### ASSIGNMENT
What is needed is a word-for-word transcription of every record below.

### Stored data
**********

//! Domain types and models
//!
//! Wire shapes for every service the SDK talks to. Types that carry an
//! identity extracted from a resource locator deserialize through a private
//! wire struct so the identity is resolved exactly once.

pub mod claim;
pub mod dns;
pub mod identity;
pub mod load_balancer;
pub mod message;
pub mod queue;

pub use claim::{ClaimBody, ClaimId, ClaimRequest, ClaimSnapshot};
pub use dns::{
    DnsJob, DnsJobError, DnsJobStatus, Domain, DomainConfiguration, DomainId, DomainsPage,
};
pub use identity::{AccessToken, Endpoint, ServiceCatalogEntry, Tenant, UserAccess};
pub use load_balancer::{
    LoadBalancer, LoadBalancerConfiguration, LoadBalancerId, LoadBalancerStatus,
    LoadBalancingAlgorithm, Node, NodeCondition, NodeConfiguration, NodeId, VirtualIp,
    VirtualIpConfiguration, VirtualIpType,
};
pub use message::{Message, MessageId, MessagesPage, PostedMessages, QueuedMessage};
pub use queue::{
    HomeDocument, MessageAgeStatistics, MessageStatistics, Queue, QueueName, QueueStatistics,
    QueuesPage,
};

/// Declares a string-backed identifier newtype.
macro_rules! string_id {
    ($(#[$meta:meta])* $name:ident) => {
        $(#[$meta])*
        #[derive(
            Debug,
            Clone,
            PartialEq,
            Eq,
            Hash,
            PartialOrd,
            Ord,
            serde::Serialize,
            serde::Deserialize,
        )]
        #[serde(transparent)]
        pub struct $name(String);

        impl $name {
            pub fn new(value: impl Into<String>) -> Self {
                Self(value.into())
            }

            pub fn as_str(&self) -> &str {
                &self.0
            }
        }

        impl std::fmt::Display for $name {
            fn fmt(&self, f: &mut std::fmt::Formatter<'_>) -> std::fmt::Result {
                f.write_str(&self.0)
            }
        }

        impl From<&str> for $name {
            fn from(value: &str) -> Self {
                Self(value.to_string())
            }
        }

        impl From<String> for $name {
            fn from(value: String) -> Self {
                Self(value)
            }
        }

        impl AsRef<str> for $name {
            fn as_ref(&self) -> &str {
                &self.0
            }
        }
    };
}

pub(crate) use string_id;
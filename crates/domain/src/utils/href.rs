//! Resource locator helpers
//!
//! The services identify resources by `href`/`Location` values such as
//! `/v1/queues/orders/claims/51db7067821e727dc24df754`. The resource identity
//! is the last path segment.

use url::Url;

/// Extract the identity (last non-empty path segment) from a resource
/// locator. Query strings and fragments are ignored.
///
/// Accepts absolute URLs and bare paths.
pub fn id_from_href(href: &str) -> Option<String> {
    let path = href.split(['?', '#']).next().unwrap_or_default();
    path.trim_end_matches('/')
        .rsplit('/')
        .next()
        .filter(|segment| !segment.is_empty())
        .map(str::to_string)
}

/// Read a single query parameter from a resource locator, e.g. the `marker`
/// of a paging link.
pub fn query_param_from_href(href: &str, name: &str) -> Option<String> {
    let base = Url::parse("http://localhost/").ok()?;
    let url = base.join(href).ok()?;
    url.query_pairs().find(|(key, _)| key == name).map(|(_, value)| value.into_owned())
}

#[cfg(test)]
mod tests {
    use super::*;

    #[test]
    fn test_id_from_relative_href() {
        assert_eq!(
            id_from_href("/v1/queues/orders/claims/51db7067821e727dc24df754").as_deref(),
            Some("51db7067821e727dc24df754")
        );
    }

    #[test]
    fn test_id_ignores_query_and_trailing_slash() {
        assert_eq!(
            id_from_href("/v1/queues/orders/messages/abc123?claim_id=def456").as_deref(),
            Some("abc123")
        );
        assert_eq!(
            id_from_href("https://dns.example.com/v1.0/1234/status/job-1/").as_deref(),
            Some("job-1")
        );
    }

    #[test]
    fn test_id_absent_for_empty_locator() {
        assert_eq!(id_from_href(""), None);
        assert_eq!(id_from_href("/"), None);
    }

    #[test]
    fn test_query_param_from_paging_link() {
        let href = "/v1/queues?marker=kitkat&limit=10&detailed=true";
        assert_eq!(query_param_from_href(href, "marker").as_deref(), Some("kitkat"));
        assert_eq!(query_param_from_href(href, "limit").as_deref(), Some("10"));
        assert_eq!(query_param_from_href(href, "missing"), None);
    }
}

**********

### OUTPUT
//! Domain types and models
//!
//! Wire shapes for every service the SDK talks to. Types that carry an
//! identity extracted from a resource locator deserialize through a private
//! wire struct so the identity is resolved exactly once.

pub mod claim;
pub mod dns;
pub mod identity;
pub mod load_balancer;
pub mod message;
pub mod queue;

pub use claim::{ClaimBody, ClaimId, ClaimRequest, ClaimSnapshot};
pub use dns::{
    DnsJob, DnsJobError, DnsJobStatus, Domain, DomainConfiguration, DomainId, DomainsPage,
};
pub use identity::{AccessToken, Endpoint, ServiceCatalogEntry, Tenant, UserAccess};
pub use load_balancer::{
    LoadBalancer, LoadBalancerConfiguration, LoadBalancerId, LoadBalancerStatus,
    LoadBalancingAlgorithm, Node, NodeCondition, NodeConfiguration, NodeId, VirtualIp,
    VirtualIpConfiguration, VirtualIpType,
};
pub use message::{Message, MessageId, MessagesPage, PostedMessages, QueuedMessage};
pub use queue::{
    HomeDocument, MessageAgeStatistics, MessageStatistics, Queue, QueueName, QueueStatistics,
    QueuesPage,
};

/// Declares a string-backed identifier newtype.
macro_rules! string_id {
    ($(#[$meta:meta])* $name:ident) => {
        $(#[$meta])*
        #[derive(
            Debug,
            Clone,
            PartialEq,
            Eq,
            Hash,
            PartialOrd,
            Ord,
            serde::Serialize,
            serde::Deserialize,
        )]
        #[serde(transparent)]
        pub struct $name(String);

        impl $name {
            pub fn new(value: impl Into<String>) -> Self {
                Self(value.into())
            }

            pub fn as_str(&self) -> &str {
                &self.0
            }
        }

        impl std::fmt::Display for $name {
            fn fmt(&self, f: &mut std::fmt::Formatter<'_>) -> std::fmt::Result {
                f.write_str(&self.0)
            }
        }

        impl From<&str> for $name {
            fn from(value: &str) -> Self {
                Self(value.to_string())
            }
        }

        impl From<String> for $name {
            fn from(value: String) -> Self {
                Self(value)
            }
        }

        impl AsRef<str> for $name {
            fn as_ref(&self) -> &str {
                &self.0
            }
        }
    };
}

pub(crate) use string_id;
filename crates/domain/src/utils/href.rs
//! Resource locator helpers
//!
//! The services identify resources by `href`/`Location` values such as
//! `/v1/queues/orders/claims/51db7067821e727dc24df754`. The resource identity
//! is the last path segment.

use url::Url;

/// Extract the identity (last non-empty path segment) from a resource
/// locator. Query strings and fragments are ignored.
///
/// Accepts absolute URLs and bare paths.
pub fn id_from_href(href: &str) -> Option<String> {
    let path = href.split(['?', '#']).next().unwrap_or_default();
    path.trim_end_matches('/')
        .rsplit('/')
        .next()
        .filter(|segment| !segment.is_empty())
        .map(str::to_string)
}

/// Read a single query parameter from a resource locator, e.g. the `marker`
/// of a paging link.
pub fn query_param_from_href(href: &str, name: &str) -> Option<String> {
    let base = Url::parse("http://localhost/").ok()?;
    let url = base.join(href).ok()?;
    url.query_pairs().find(|(key, _)| key == name).map(|(_, value)| value.into_owned())
}

#[cfg(test)]
mod tests {
    use super::*;

    #[test]
    fn test_id_from_relative_href() {
        assert_eq!(
            id_from_href("/v1/queues/orders/claims/51db7067821e727dc24df754").as_deref(),
            Some("51db7067821e727dc24df754")
        );
    }

    #[test]
    fn test_id_ignores_query_and_trailing_slash() {
        assert_eq!(
            id_from_href("/v1/queues/orders/messages/abc123?claim_id=def456").as_deref(),
            Some("abc123")
        );
        assert_eq!(
            id_from_href("https://dns.example.com/v1.0/1234/status/job-1/").as_deref(),
            Some("job-1")
        );
    }

    #[test]
    fn test_id_absent_for_empty_locator() {
        assert_eq!(id_from_href(""), None);
        assert_eq!(id_from_href("/"), None);
    }

    #[test]
    fn test_query_param_from_paging_link() {
        let href = "/v1/queues?marker=kitkat&limit=10&detailed=true";
        assert_eq!(query_param_from_href(href, "marker").as_deref(), Some("kitkat"));
        assert_eq!(query_param_from_href(href, "limit").as_deref(), Some("10"));
        assert_eq!(query_param_from_href(href, "missing"), None);
    }
}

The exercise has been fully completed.